■ **HOW TO COMPLETE THIS TASK**
Return every line of the data that contains the string "collected".

■ **RECORDS PROVIDED**
BEGIN

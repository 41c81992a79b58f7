//! Prusa Scout Core Library
//!
//! Scrapes marketplace search results for Prusa 3D printers and upgrade
//! parts, normalizes each result into a [`Listing`], classifies it, and
//! aggregates a collection into a [`Summary`].
//!
//! # Architecture
//!
//! - [`parser`] - Field parsers for price, shipping, seller and auction text
//! - [`classify`] - Model detection and printer/upgrade classification
//! - [`listing`] - The normalized listing record and its builder
//! - [`extract`] - Search-results page extraction and batching
//! - [`summary`] - Aggregation into per-model, per-category and auction stats
//! - [`fetch`] - HTTP page fetching with pacing and retries
//! - [`persist`] - Current and historical JSON output
//! - [`app`] - Run configuration and orchestration

// Clippy lints - strict for library code
#![deny(clippy::unwrap_used)]
#![deny(clippy::expect_used)]
#![warn(clippy::pedantic)]
#![allow(clippy::module_name_repetitions)]

pub mod app;
pub mod classify;
pub mod extract;
pub mod fetch;
pub mod listing;
pub mod parser;
pub mod persist;
pub mod summary;

// Re-export commonly used types
pub use classify::{Category, ModelTag, classify, detect_model};
pub use extract::{extract_page, listing_batches, total_page_count};
pub use fetch::{FetchError, PageSource, SearchClient, SearchQuery, listing_stream};
pub use listing::{BuildError, Listing, RawItem, build_listing};
pub use parser::{AuctionTime, AuctionType};
pub use persist::{OutputLayout, PersistError};
pub use summary::{Summary, summarize, summarize_at};
//! One full scouting run: sweep every keyword, summarize, persist.

use std::collections::HashSet;

use anyhow::{Context, Result};
use chrono::{DateTime, Utc};
use futures_util::StreamExt;
use tracing::{debug, info, instrument, warn};

use super::config::RunConfig;
use crate::fetch::{PageSource, SearchClient, SearchQuery, listing_stream};
use crate::listing::Listing;
use crate::persist::{
    Metadata, OutputLayout, SavedPaths, save_listings, save_summary, update_metadata,
};
use crate::summary::{Summary, summarize_at};

/// What a run produced and where it was written.
#[derive(Debug)]
pub struct RunReport {
    /// Listings collected across all keywords, deduplicated.
    pub listings: Vec<Listing>,
    /// Summary of `listings`.
    pub summary: Summary,
    /// Where the listings document was written.
    pub listings_paths: SavedPaths,
    /// Where the summary was written.
    pub summary_paths: SavedPaths,
    /// The historical index after this run.
    pub metadata: Metadata,
}

/// Runs against the live search endpoint described by `config`.
///
/// # Errors
///
/// Returns an error if the HTTP client cannot be built or output cannot be
/// written. Unreachable pages are skipped, not fatal.
pub async fn run(config: &RunConfig) -> Result<RunReport> {
    let client =
        SearchClient::new(&config.fetch_config()).context("Failed to build search client")?;
    run_with_source(&client, config, Utc::now()).await
}

/// Runs against any page source, stamping output with `now`.
///
/// # Errors
///
/// Returns an error if output cannot be written.
#[instrument(skip_all, fields(keywords = config.keywords.len()))]
pub async fn run_with_source<S>(
    source: &S,
    config: &RunConfig,
    now: DateTime<Utc>,
) -> Result<RunReport>
where
    S: PageSource + ?Sized,
{
    let listings = collect_listings(source, config).await;
    if listings.is_empty() {
        warn!("no listings found");
    }

    let summary = summarize_at(&listings, now);
    let layout = OutputLayout::new(&config.output_dir);

    let listings_paths =
        save_listings(&layout, &listings, now).context("Failed to save listings")?;
    let summary_paths = save_summary(&layout, &summary).context("Failed to save summary")?;
    let metadata = update_metadata(&layout, now).context("Failed to update metadata")?;

    info!(
        total = listings.len(),
        listings = %listings_paths.current.display(),
        summary = %summary_paths.current.display(),
        historical = %listings_paths.historical.display(),
        "run complete"
    );

    Ok(RunReport {
        listings,
        summary,
        listings_paths,
        summary_paths,
        metadata,
    })
}

/// Sweeps each keyword in turn and merges the results, keeping the first
/// occurrence of each `(title, link)` across keywords.
pub async fn collect_listings<S>(source: &S, config: &RunConfig) -> Vec<Listing>
where
    S: PageSource + ?Sized,
{
    let mut seen = HashSet::new();
    let mut collected = Vec::new();

    for keyword in &config.keywords {
        info!(keyword = %keyword, "searching");
        let query = SearchQuery::new(keyword.as_str(), config.zip_code.as_str());
        let mut batches = Box::pin(listing_stream(
            source,
            query,
            config.max_pages,
            config.batch_size,
        ));

        let mut found = 0usize;
        while let Some(batch) = batches.next().await {
            info!(keyword = %keyword, size = batch.len(), "batch extracted");
            found += batch.len();
            for listing in batch {
                if seen.insert(listing.key()) {
                    collected.push(listing);
                } else {
                    debug!(title = %listing.title, "already found under another keyword");
                }
            }
        }
        info!(keyword = %keyword, found, "keyword done");
    }

    collected
}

END

■ **REPLY**
    /// Listings collected across all keywords, deduplicated.
    let mut collected = Vec::new();
                    collected.push(listing);
    collected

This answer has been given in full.